▸ Problem description
From the entries, filter out every line that lacks "contract" and copy the rest.

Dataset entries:
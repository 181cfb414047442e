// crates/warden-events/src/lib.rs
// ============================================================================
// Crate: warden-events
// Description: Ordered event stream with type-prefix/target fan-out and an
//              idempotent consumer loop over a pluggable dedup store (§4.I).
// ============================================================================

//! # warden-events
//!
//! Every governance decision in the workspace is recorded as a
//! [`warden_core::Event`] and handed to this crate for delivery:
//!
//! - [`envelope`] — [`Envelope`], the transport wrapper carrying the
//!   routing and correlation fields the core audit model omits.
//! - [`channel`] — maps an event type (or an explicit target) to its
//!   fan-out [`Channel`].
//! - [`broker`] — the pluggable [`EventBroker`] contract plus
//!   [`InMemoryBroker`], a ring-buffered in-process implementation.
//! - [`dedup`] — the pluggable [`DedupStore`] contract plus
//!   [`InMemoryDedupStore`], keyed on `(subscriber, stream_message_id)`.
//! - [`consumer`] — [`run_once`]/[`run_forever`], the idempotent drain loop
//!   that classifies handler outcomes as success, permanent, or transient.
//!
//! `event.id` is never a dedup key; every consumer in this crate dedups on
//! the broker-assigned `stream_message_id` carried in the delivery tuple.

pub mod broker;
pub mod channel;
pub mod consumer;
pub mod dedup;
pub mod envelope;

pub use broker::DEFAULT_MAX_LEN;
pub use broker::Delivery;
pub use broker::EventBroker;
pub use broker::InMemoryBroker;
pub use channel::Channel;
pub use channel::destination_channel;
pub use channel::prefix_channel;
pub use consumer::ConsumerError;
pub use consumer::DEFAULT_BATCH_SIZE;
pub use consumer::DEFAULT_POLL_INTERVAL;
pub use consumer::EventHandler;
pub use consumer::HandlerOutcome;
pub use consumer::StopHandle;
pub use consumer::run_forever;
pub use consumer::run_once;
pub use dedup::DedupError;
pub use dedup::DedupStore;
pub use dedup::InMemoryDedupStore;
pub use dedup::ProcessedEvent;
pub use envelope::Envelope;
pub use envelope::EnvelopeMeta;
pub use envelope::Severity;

▸ Answer to this exercise
//! - [`broker`] — the pluggable [`EventBroker`] contract plus
//! - [`dedup`] — the pluggable [`DedupStore`] contract plus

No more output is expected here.